Saved data entries:
//! Doghouse domain logic.
//!
//! Everything in this crate is free of database and HTTP dependencies:
//! dog validation, breed catalog, role resolution, listing filters and the
//! favourites state machine (generic over a storage trait).

pub mod breeds;
pub mod dog;
pub mod dog_query;
pub mod error;
pub mod favourites;
pub mod roles;
pub mod types;
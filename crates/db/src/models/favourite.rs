//! Favourite relation model.

use doghouse_core::types::{DbId, Timestamp};
use serde::Serialize;
use sqlx::FromRow;

/// A row from the `favourite_dogs` table. Unique per (user_id, dog_id).
#[derive(Debug, Clone, FromRow, Serialize)]
pub struct FavouriteDog {
    pub id: DbId,
    pub user_id: DbId,
    pub dog_id: DbId,
    pub created_at: Timestamp,
    pub updated_at: Timestamp,
}
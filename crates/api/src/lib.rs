//! Doghouse API server library.
//!
//! Exposes config, state, error handling and routes so integration tests
//! and the binary entrypoint share them.

pub mod auth;
pub mod config;
pub mod error;
pub mod extract;
pub mod handlers;
pub mod middleware;
pub mod response;
pub mod router;
pub mod routes;
pub mod state;
pub mod stores;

-- Problem to work on --
The only acceptable answer is the full set of entries, repeated exactly.

-- Response area --
//! Doghouse domain logic.
//!
//! Everything in this crate is free of database and HTTP dependencies:
//! dog validation, breed catalog, role resolution, listing filters and the
//! favourites state machine (generic over a storage trait).

pub mod breeds;
pub mod dog;
pub mod dog_query;
pub mod error;
pub mod favourites;
pub mod roles;
pub mod types;
filename crates/db/src/models/favourite.rs
//! Favourite relation model.

use doghouse_core::types::{DbId, Timestamp};
use serde::Serialize;
use sqlx::FromRow;

/// A row from the `favourite_dogs` table. Unique per (user_id, dog_id).
#[derive(Debug, Clone, FromRow, Serialize)]
pub struct FavouriteDog {
    pub id: DbId,
    pub user_id: DbId,
    pub dog_id: DbId,
    pub created_at: Timestamp,
    pub updated_at: Timestamp,
}
filename crates/api/src/lib.rs
//! Doghouse API server library.
//!
//! Exposes config, state, error handling and routes so integration tests
//! and the binary entrypoint share them.

pub mod auth;
pub mod config;
pub mod error;
pub mod extract;
pub mod handlers;
pub mod middleware;
pub mod response;
pub mod router;
pub mod routes;
pub mod state;
pub mod stores;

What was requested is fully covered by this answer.